Data provided →

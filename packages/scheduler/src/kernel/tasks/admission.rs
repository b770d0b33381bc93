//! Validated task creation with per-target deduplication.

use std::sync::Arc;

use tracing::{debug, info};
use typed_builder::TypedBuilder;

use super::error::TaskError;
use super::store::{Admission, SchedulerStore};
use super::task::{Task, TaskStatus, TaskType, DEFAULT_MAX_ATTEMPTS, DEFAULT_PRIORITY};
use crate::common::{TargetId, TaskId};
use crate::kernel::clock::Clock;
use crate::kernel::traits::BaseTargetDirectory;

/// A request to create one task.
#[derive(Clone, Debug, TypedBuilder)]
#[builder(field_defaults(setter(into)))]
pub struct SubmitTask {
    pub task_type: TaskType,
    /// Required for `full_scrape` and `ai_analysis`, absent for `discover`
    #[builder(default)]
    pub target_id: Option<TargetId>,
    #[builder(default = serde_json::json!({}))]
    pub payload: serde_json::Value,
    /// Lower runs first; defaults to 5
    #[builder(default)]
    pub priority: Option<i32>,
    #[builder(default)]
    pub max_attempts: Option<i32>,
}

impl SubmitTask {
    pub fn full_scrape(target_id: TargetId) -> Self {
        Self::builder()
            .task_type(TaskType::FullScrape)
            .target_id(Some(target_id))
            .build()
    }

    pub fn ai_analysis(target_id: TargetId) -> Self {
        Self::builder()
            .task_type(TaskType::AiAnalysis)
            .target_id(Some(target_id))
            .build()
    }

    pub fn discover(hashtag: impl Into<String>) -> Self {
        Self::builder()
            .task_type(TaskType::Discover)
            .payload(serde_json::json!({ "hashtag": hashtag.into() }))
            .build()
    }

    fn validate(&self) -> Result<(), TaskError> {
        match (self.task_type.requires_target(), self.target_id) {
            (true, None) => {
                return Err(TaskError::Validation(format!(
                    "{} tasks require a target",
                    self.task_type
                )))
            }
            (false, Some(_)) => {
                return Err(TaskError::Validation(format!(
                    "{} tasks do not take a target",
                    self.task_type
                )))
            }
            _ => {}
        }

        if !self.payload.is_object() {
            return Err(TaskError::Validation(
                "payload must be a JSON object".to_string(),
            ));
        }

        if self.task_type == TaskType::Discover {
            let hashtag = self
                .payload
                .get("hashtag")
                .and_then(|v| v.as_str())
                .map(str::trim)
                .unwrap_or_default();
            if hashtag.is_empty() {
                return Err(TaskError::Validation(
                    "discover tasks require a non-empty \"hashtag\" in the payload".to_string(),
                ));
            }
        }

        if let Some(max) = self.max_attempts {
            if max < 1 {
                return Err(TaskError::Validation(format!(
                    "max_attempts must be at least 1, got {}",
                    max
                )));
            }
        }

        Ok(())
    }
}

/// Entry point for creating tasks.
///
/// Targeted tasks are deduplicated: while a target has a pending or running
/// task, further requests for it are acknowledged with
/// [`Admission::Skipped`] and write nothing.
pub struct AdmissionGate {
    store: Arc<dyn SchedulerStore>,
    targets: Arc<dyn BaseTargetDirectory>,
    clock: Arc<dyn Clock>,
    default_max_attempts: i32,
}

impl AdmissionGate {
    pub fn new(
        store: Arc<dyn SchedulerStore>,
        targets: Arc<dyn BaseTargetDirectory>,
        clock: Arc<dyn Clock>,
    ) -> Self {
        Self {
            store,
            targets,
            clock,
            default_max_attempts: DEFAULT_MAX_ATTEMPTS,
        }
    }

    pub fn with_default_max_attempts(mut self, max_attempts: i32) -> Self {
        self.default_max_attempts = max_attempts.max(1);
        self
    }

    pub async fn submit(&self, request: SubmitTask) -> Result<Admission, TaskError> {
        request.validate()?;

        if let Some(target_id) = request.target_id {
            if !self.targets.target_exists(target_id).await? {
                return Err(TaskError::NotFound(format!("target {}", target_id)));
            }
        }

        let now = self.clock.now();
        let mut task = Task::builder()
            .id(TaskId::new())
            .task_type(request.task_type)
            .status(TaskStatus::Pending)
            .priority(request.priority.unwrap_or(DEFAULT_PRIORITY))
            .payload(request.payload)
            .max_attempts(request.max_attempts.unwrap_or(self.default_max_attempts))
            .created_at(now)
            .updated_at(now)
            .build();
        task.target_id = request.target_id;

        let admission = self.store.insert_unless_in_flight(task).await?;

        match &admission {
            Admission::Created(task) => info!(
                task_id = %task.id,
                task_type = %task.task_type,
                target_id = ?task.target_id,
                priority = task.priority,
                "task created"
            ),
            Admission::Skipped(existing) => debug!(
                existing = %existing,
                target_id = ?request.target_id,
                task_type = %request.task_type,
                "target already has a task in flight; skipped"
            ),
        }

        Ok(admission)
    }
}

Exercise objective → Nothing is to be left out; every record above must be repeated exactly.

Finished exercise →
filename packages/scheduler/src/kernel/tasks/admission.rs
repository b770d0b33381bc93
//! Validated task creation with per-target deduplication.

use std::sync::Arc;

use tracing::{debug, info};
use typed_builder::TypedBuilder;

use super::error::TaskError;
use super::store::{Admission, SchedulerStore};
use super::task::{Task, TaskStatus, TaskType, DEFAULT_MAX_ATTEMPTS, DEFAULT_PRIORITY};
use crate::common::{TargetId, TaskId};
use crate::kernel::clock::Clock;
use crate::kernel::traits::BaseTargetDirectory;

/// A request to create one task.
#[derive(Clone, Debug, TypedBuilder)]
#[builder(field_defaults(setter(into)))]
pub struct SubmitTask {
    pub task_type: TaskType,
    /// Required for `full_scrape` and `ai_analysis`, absent for `discover`
    #[builder(default)]
    pub target_id: Option<TargetId>,
    #[builder(default = serde_json::json!({}))]
    pub payload: serde_json::Value,
    /// Lower runs first; defaults to 5
    #[builder(default)]
    pub priority: Option<i32>,
    #[builder(default)]
    pub max_attempts: Option<i32>,
}

impl SubmitTask {
    pub fn full_scrape(target_id: TargetId) -> Self {
        Self::builder()
            .task_type(TaskType::FullScrape)
            .target_id(Some(target_id))
            .build()
    }

    pub fn ai_analysis(target_id: TargetId) -> Self {
        Self::builder()
            .task_type(TaskType::AiAnalysis)
            .target_id(Some(target_id))
            .build()
    }

    pub fn discover(hashtag: impl Into<String>) -> Self {
        Self::builder()
            .task_type(TaskType::Discover)
            .payload(serde_json::json!({ "hashtag": hashtag.into() }))
            .build()
    }

    fn validate(&self) -> Result<(), TaskError> {
        match (self.task_type.requires_target(), self.target_id) {
            (true, None) => {
                return Err(TaskError::Validation(format!(
                    "{} tasks require a target",
                    self.task_type
                )))
            }
            (false, Some(_)) => {
                return Err(TaskError::Validation(format!(
                    "{} tasks do not take a target",
                    self.task_type
                )))
            }
            _ => {}
        }

        if !self.payload.is_object() {
            return Err(TaskError::Validation(
                "payload must be a JSON object".to_string(),
            ));
        }

        if self.task_type == TaskType::Discover {
            let hashtag = self
                .payload
                .get("hashtag")
                .and_then(|v| v.as_str())
                .map(str::trim)
                .unwrap_or_default();
            if hashtag.is_empty() {
                return Err(TaskError::Validation(
                    "discover tasks require a non-empty \"hashtag\" in the payload".to_string(),
                ));
            }
        }

        if let Some(max) = self.max_attempts {
            if max < 1 {
                return Err(TaskError::Validation(format!(
                    "max_attempts must be at least 1, got {}",
                    max
                )));
            }
        }

        Ok(())
    }
}

/// Entry point for creating tasks.
///
/// Targeted tasks are deduplicated: while a target has a pending or running
/// task, further requests for it are acknowledged with
/// [`Admission::Skipped`] and write nothing.
pub struct AdmissionGate {
    store: Arc<dyn SchedulerStore>,
    targets: Arc<dyn BaseTargetDirectory>,
    clock: Arc<dyn Clock>,
    default_max_attempts: i32,
}

impl AdmissionGate {
    pub fn new(
        store: Arc<dyn SchedulerStore>,
        targets: Arc<dyn BaseTargetDirectory>,
        clock: Arc<dyn Clock>,
    ) -> Self {
        Self {
            store,
            targets,
            clock,
            default_max_attempts: DEFAULT_MAX_ATTEMPTS,
        }
    }

    pub fn with_default_max_attempts(mut self, max_attempts: i32) -> Self {
        self.default_max_attempts = max_attempts.max(1);
        self
    }

    pub async fn submit(&self, request: SubmitTask) -> Result<Admission, TaskError> {
        request.validate()?;

        if let Some(target_id) = request.target_id {
            if !self.targets.target_exists(target_id).await? {
                return Err(TaskError::NotFound(format!("target {}", target_id)));
            }
        }

        let now = self.clock.now();
        let mut task = Task::builder()
            .id(TaskId::new())
            .task_type(request.task_type)
            .status(TaskStatus::Pending)
            .priority(request.priority.unwrap_or(DEFAULT_PRIORITY))
            .payload(request.payload)
            .max_attempts(request.max_attempts.unwrap_or(self.default_max_attempts))
            .created_at(now)
            .updated_at(now)
            .build();
        task.target_id = request.target_id;

        let admission = self.store.insert_unless_in_flight(task).await?;

        match &admission {
            Admission::Created(task) => info!(
                task_id = %task.id,
                task_type = %task.task_type,
                target_id = ?task.target_id,
                priority = task.priority,
                "task created"
            ),
            Admission::Skipped(existing) => debug!(
                existing = %existing,
                target_id = ?request.target_id,
                task_type = %request.task_type,
                "target already has a task in flight; skipped"
            ),
        }

        Ok(admission)
    }
}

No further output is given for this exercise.